How can Christians practically walk the line of adhering to truth while also seeking to build bridges?
The important thing is we need to let our faith shape our politics rather than letting our politics shape our faith. We are always being formed in some way and, too often, when it comes to our political theology, we’re formed by our influencers or by our tribes.
You see this on the left and right with Christians. I think we need to be formed by the scriptures. We need to be formed by a kingdom ethic, which means sometimes we’re going to sound very, very conservative — almost out of step, especially when we’re talking about sexual ethics and the pro-life movement — [and] sometimes we’re going to sound more progressive even though we’re really not, when we talk about racial reconciliation, the dignity of immigrants, refugees.

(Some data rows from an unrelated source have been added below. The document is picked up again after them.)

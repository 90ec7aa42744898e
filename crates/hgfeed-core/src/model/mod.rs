// ── Domain model ──
//
// Canonical types hosts read. Built from wire types in `convert`.

mod device;
mod schedule;

pub use device::{Device, DeviceId, DeviceListing, DeviceStatus};
pub use schedule::{ScheduleDraft, ScheduleEntry, ScheduleId, WeekdayMask};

We need to let our faith and let the scriptures shape our politics rather than bending the Scripture around our movement or our politics.
What did you learn writing the book and what do you hope readers take away from it?
One of the things I learned in studying this idea of human dignity that just gave me so much more faith and trust in the Christian gospel and in the stories is just how robust and beautiful this Christian vision of human dignity is.
Human dignity is one of the best gifts that Christianity gives to the world. Without Christianity, you don’t have this robust vision of human dignity.
The idea that humans are valuable is present in some other religions and other philosophies, but Christianity offers the most robust vision — not just for who we are as humans but also for how to fix a fallen humanity. What the first Adam could not do, Jesus, as the second Adam, comes in the flesh and he restores our humanity and we will one day rise again in new bodies with a perfect humanity.
The Christian story, even if you don’t believe it’s true, which I hope you do, you wish it was true because it’s the fullest, most robust vision for human life.